Should I use calloc and try if ((int)array[index] != 0)? Or there is a better data structure I am able to use?

When you realloc (or malloc) your list of pointers, the system resizes/moves the array, copying your data if needed, and reserving more space ahead without changing the data, so you get what was there before. You cannot rely on the values.
Only calloc does a zero init, but you cannot calloc when you realloc.
For starters you should probably use calloc:
struct Node** array = calloc(DEFAULT_SIZE,sizeof(*array));
In your loop, just use realloc and set the new memory to NULL so you can test for null pointers
Note that your realloc size is incorrect, you have to multiply by the size of the element. Also update the size after reallocation or that won't work more than once.
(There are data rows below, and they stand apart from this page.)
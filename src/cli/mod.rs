//! Command-line interface for fanout.
//!
//! The CLI is the reference caller: it constructs tasks, hands them to
//! the orchestrator, and applies display and exit-code side effects to
//! the returned outcome after the run.

use std::path::{Path, PathBuf};
use std::sync::Arc;
use std::time::Duration;

use anyhow::{Context, Result};
use chrono::{DateTime, Utc};
use clap::{Parser, Subcommand, ValueEnum};
use serde::Serialize;
use serde_json::Value;

use crate::adapters::http::resource_task;
use crate::adapters::timer;
use crate::adapters::{HttpTransport, Transport};
use crate::config::TransportConfig;
use crate::core::{Batch, ExecuteOptions, Orchestrator, PartialFailureMode, Policy};
use crate::domain::{Outcome, Settled, Task};

/// fanout - Policy-driven async task orchestrator
#[derive(Parser, Debug)]
#[command(name = "fanout")]
#[command(author, version, about, long_about = None)]
pub struct Cli {
    #[command(subcommand)]
    pub command: Commands,
}

#[derive(Subcommand, Debug)]
pub enum Commands {
    /// Run a batch file
    Run {
        /// Path to the batch YAML file
        batch_file: PathBuf,

        /// Override the batch's declared policy
        #[arg(long, value_enum)]
        policy: Option<PolicyArg>,

        /// Override the base URL for resource tasks
        #[arg(long)]
        base_url: Option<String>,

        /// Print the full outcome as JSON instead of a summary
        #[arg(long)]
        json: bool,
    },

    /// Fetch one or more resources ad hoc
    Fetch {
        /// Resource identifiers (resolved against the base URL)
        identifiers: Vec<String>,

        /// Run the fetches concurrently
        #[arg(long)]
        concurrent: bool,

        /// Retain all results instead of failing fast
        #[arg(long)]
        collect_all: bool,

        /// Fields that must be present in each decoded body
        #[arg(short, long)]
        require: Vec<String>,

        /// Override the base URL
        #[arg(long)]
        base_url: Option<String>,

        /// Print the full outcome as JSON instead of a summary
        #[arg(long)]
        json: bool,
    },

    /// Run simulated user lookups after a delay
    Lookup {
        /// User ids to look up (non-positive ids fail classification)
        user_ids: Vec<i64>,

        /// Delay per lookup in milliseconds
        #[arg(short, long, default_value = "1000")]
        delay_ms: u64,

        /// Run the lookups concurrently
        #[arg(long)]
        concurrent: bool,

        /// Retain all results instead of failing fast
        #[arg(long)]
        collect_all: bool,

        /// Print the full outcome as JSON instead of a summary
        #[arg(long)]
        json: bool,
    },

    /// Show resolved configuration (debug)
    Config,
}

/// Concurrency policy for CLI flags (maps to Policy)
#[derive(Debug, Clone, Copy, ValueEnum)]
pub enum PolicyArg {
    /// One task at a time, in order
    Sequential,

    /// All tasks in flight at once
    Concurrent,
}

impl From<PolicyArg> for Policy {
    fn from(p: PolicyArg) -> Self {
        match p {
            PolicyArg::Sequential => Policy::Sequential,
            PolicyArg::Concurrent => Policy::Concurrent,
        }
    }
}

impl Cli {
    /// Execute the CLI command
    pub async fn execute(self) -> Result<()> {
        match self.command {
            Commands::Run {
                batch_file,
                policy,
                base_url,
                json,
            } => run_batch(&batch_file, policy, base_url, json).await,
            Commands::Fetch {
                identifiers,
                concurrent,
                collect_all,
                require,
                base_url,
                json,
            } => {
                fetch_resources(identifiers, concurrent, collect_all, require, base_url, json)
                    .await
            }
            Commands::Lookup {
                user_ids,
                delay_ms,
                concurrent,
                collect_all,
                json,
            } => lookup_users(user_ids, delay_ms, concurrent, collect_all, json).await,
            Commands::Config => show_config(),
        }
    }
}

/// Report printed after a run (JSON mode)
#[derive(Debug, Serialize)]
struct RunReport<'a> {
    batch: &'a str,
    policy: Policy,
    started_at: DateTime<Utc>,
    finished_at: DateTime<Utc>,
    elapsed_ms: u64,
    outcome: &'a Outcome<Value>,
}

/// Run a batch file
async fn run_batch(
    batch_file: &Path,
    policy: Option<PolicyArg>,
    base_url: Option<String>,
    json: bool,
) -> Result<()> {
    let batch = Batch::from_file(batch_file)?;
    batch.validate()?;

    let policy = policy.map(Policy::from).unwrap_or(batch.policy);
    let options = batch.options();

    let config = TransportConfig::from_env().with_base_url(base_url);
    let transport: Arc<dyn Transport> = Arc::new(HttpTransport::from_config(&config)?);

    let tasks = batch.build_tasks(transport);
    let outcome = drive(&batch.name, tasks, policy, options, json).await?;

    finish(&outcome)
}

/// Fetch ad-hoc resources
async fn fetch_resources(
    identifiers: Vec<String>,
    concurrent: bool,
    collect_all: bool,
    require: Vec<String>,
    base_url: Option<String>,
    json: bool,
) -> Result<()> {
    let config = TransportConfig::from_env().with_base_url(base_url);
    let transport: Arc<dyn Transport> = Arc::new(HttpTransport::from_config(&config)?);

    let tasks: Vec<Task<Value>> = identifiers
        .into_iter()
        .map(|identifier| {
            resource_task(
                identifier.clone(),
                Arc::clone(&transport),
                identifier,
                require.clone(),
            )
        })
        .collect();

    let outcome = drive("fetch", tasks, policy_for(concurrent), options_for(collect_all), json)
        .await?;

    finish(&outcome)
}

/// Run simulated user lookups
async fn lookup_users(
    user_ids: Vec<i64>,
    delay_ms: u64,
    concurrent: bool,
    collect_all: bool,
    json: bool,
) -> Result<()> {
    let delay = Duration::from_millis(delay_ms);

    let tasks: Vec<Task<Value>> = user_ids
        .into_iter()
        .map(|user_id| {
            timer::after(format!("lookup-{}", user_id), delay, move || {
                let record = timer::lookup_user(user_id)?;
                Ok(serde_json::to_value(record)?)
            })
        })
        .collect();

    let outcome = drive(
        "lookup",
        tasks,
        policy_for(concurrent),
        options_for(collect_all),
        json,
    )
    .await?;

    finish(&outcome)
}

/// Show the resolved configuration
fn show_config() -> Result<()> {
    let config = TransportConfig::from_env();
    let yaml = serde_yaml::to_string(&config).context("Failed to render configuration")?;
    print!("{}", yaml);
    Ok(())
}

fn policy_for(concurrent: bool) -> Policy {
    if concurrent {
        Policy::Concurrent
    } else {
        Policy::Sequential
    }
}

fn options_for(collect_all: bool) -> ExecuteOptions {
    ExecuteOptions {
        on_partial_failure: if collect_all {
            PartialFailureMode::CollectAll
        } else {
            PartialFailureMode::FailFast
        },
    }
}

/// Execute the tasks and print the outcome
async fn drive(
    name: &str,
    tasks: Vec<Task<Value>>,
    policy: Policy,
    options: ExecuteOptions,
    json: bool,
) -> Result<Outcome<Value>> {
    let orchestrator = Orchestrator::new();
    let started_at = Utc::now();
    let start = std::time::Instant::now();

    let outcome = orchestrator.execute(tasks, policy, options).await;

    let finished_at = Utc::now();
    let elapsed_ms = start.elapsed().as_millis() as u64;

    if json {
        let report = RunReport {
            batch: name,
            policy,
            started_at,
            finished_at,
            elapsed_ms,
            outcome: &outcome,
        };
        println!("{}", serde_json::to_string_pretty(&report)?);
    } else {
        print_summary(name, elapsed_ms, &outcome);
    }

    Ok(outcome)
}

/// Human-readable outcome summary
fn print_summary(name: &str, elapsed_ms: u64, outcome: &Outcome<Value>) {
    match outcome {
        Outcome::Success { values } => {
            for value in values {
                println!("{}", value);
            }
            eprintln!("[{} succeeded: {} value(s) in {}ms]", name, values.len(), elapsed_ms);
        }
        Outcome::PartialFailure {
            results,
            first_error,
        } => {
            for settled in results {
                match settled {
                    Settled::Value(value) => println!("{}", value),
                    Settled::Failed(detail) => println!("!! {}", detail),
                }
            }
            eprintln!("[{} partially failed in {}ms; first error: {}]", name, elapsed_ms, first_error);
        }
        Outcome::Failure { error } => {
            eprintln!("[{} failed in {}ms: {}]", name, elapsed_ms, error);
        }
    }
}

/// Exit non-zero unless every task succeeded
fn finish(outcome: &Outcome<Value>) -> Result<()> {
    if !outcome.is_success() {
        std::process::exit(1);
    }
    Ok(())
}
Note the tricky memset which zeroes only the unallocated data without changing the valid pointer data. array+size computes the proper address size due to pointer arithmetic, but the size parameter is in bytes, so you have to multiply by sizeof(*array) (the size of the element)
if (index >= size)
{
array = realloc(array, (index + 1)*sizeof(*array)); // fixed size
memset(array+size,0,(index+1-size) * sizeof(*array)); // zero the rest of elements
size = index+1; // update size
}
aside:
realloc for each element is inefficient, you should realloc by chunks to avoid too many system calls/copies
I have simplified the malloc calls, no need to cast the return value of malloc, and also better to pass sizeof(*array) instead of sizeof(Node **). In case the type of array changes you're covered (also protects you from one-off errors with starred types)

The newly-allocated memory contains garbage and reading a pointer from uninitialized memory is a bug.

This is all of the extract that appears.